== Segment start ==
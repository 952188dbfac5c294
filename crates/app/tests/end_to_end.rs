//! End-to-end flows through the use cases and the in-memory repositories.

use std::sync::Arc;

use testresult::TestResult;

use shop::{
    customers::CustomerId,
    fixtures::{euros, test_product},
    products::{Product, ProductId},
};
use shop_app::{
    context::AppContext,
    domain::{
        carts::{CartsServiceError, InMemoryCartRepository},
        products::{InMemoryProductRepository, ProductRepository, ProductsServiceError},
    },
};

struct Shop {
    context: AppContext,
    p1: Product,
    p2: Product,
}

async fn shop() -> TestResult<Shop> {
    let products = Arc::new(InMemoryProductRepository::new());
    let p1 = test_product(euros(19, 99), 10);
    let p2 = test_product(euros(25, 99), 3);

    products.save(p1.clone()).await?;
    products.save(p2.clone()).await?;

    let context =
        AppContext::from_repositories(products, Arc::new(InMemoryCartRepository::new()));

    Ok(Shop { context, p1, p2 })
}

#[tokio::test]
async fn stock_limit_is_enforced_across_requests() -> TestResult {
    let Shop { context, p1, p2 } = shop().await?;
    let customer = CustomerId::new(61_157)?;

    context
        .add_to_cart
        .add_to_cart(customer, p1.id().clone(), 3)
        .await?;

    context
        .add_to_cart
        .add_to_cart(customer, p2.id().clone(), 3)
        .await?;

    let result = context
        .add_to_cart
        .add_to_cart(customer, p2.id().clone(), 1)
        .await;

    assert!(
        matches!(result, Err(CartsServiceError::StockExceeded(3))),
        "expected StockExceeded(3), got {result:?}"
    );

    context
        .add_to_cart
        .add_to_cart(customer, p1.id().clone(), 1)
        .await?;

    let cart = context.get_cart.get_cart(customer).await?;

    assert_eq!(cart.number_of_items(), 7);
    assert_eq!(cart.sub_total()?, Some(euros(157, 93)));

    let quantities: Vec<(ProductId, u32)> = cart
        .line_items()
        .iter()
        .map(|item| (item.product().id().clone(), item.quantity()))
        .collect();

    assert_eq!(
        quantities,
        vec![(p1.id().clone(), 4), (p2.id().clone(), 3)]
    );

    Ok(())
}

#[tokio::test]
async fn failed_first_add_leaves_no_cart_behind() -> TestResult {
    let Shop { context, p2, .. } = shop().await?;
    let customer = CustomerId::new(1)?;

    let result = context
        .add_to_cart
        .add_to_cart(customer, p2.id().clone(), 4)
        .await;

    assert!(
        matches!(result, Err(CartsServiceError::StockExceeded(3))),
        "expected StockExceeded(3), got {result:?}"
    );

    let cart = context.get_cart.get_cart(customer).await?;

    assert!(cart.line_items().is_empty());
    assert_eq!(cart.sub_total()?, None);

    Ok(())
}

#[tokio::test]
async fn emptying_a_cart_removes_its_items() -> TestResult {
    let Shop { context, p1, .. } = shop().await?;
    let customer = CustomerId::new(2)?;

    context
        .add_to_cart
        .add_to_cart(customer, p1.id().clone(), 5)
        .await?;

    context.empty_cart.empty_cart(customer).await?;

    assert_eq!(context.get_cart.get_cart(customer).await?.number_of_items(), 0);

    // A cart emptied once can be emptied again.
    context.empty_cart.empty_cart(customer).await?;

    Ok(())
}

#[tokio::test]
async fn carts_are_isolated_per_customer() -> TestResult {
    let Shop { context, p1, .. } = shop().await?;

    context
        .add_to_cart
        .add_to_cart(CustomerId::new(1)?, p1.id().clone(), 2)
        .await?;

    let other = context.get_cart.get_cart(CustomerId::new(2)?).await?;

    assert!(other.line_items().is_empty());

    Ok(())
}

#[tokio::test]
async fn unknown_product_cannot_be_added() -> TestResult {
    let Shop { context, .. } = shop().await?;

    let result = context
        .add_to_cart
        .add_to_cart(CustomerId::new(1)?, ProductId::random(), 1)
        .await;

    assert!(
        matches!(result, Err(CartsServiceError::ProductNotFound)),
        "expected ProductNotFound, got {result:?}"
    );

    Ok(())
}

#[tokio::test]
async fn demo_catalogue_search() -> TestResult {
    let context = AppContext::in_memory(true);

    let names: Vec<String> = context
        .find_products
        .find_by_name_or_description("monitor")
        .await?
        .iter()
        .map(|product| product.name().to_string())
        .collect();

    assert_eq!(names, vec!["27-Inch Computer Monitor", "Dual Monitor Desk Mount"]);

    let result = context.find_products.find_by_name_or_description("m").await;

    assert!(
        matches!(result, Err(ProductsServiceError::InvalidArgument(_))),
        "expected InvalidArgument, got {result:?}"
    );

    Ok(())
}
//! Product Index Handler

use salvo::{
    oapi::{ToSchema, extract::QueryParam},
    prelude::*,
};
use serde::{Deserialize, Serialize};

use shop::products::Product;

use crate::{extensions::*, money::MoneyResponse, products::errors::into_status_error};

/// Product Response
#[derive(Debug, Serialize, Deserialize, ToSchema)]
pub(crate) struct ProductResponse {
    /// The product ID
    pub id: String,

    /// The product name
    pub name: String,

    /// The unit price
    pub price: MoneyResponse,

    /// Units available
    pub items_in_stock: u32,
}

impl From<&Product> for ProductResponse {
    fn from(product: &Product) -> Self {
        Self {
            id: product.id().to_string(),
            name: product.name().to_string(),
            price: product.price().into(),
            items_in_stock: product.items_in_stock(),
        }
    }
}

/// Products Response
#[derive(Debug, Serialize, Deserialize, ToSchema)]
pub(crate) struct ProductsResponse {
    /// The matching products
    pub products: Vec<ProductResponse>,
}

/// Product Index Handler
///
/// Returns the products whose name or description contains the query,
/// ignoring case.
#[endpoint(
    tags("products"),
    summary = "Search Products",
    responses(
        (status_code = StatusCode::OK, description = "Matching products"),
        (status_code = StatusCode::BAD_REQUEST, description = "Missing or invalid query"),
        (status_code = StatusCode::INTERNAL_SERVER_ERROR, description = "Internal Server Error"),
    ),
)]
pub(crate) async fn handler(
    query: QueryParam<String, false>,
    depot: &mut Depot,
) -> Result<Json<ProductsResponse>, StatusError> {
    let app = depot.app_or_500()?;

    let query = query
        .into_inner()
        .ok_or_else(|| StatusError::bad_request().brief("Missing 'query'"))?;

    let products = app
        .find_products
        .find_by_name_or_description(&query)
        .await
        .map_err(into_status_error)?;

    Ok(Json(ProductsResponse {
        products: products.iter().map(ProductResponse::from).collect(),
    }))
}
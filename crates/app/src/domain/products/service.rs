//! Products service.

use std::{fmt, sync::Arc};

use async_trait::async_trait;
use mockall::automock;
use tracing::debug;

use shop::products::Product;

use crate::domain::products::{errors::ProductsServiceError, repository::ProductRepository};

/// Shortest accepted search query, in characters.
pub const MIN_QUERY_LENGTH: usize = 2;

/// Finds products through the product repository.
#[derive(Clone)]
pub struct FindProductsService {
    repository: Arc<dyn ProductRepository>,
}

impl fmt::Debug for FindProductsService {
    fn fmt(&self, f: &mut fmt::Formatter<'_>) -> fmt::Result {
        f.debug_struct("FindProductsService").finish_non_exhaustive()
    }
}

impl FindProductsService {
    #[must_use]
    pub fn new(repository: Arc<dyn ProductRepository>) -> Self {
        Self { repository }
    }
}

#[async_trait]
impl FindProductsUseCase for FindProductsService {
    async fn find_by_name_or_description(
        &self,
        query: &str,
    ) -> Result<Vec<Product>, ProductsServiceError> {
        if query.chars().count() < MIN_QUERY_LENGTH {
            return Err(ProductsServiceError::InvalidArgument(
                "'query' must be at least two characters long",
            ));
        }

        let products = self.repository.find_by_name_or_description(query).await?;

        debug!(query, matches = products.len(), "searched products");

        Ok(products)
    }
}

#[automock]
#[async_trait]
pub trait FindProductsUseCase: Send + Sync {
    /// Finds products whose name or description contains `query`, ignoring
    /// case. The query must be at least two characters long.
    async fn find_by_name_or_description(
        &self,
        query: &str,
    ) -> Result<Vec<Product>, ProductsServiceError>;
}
== Segment end ==
◆ **About this task**
If a line of the data above contains "quantities", copy it out.

◆ **Output**
    let quantities: Vec<(ProductId, u32)> = cart
        quantities,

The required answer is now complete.